Clinical predictors of depressive symptom remission and response after racemic ketamine and esketamine infusion in treatment‐resistant depression

Human psychopharmacology February 18, 2022 A. P. Jesus-Nunes, G. C. Leal, F. S. Correia-Melo et al. 39 citations

Most people with major depressive disorder do not achieve symptom remission, and treatment-resistant depression is defined by the failure of at least one adequate antidepressant trial. This study investigated clinical predictors of depressive symptom remission and response 24 hours and 7 days after infusions of racemic ketamine and esketamine.

Trait dissociation as a predictor of induced dissociation by ketamine or esketamine in treatment-resistant depression: Secondary analysis from a randomized controlled trial.

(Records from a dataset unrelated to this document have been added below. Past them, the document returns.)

//! # directory-client
//!
//! Caller side of the user directory. [`DirectoryClient`] wraps the
//! generated stubs and attaches a freshly fetched bearer token to every
//! `GetUserById` call. [`run_session`] drives the interactive flow used by
//! the `directory-client` binary.

pub mod client;
pub mod error;
pub mod session;
pub mod token;

pub use client::{format_detail, format_summary, ClientOptions, DirectoryClient};
pub use error::ClientError;
pub use session::{run_session, EXIT_COMMAND};
pub use token::TokenSource;

pub use directory_service::proto;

Journal of Psychiatric Research May 8, 2021 R. Mello, Mariana V F Echegaray, A. P. Jesus-Nunes et al. 22 citations

Dissociative symptoms are common side effects of ketamine and esketamine used for depression. In adults with treatment-resistant depression randomly assigned to a single 40-minute infusion of either esketamine 0.25 mg/kg or ketamine 0.5 mg/kg, those with higher trait dissociation (measured by the Dissociative Experience Scale) had a greater risk of experiencing induced dissociation (measured by the Clinician-Administered Dissociative States Scale). Every 5-point increase in trait dissociation was associated with a 10.9% increase in induced dissociation. Subjects with high trait dissociation had a 1.41 times higher risk of induced dissociation and a 3.05 times higher risk of very high induced dissociation. Induced dissociation was not a serious adverse effect. The findings suggest screening for trait dissociation and counseling patients on risks.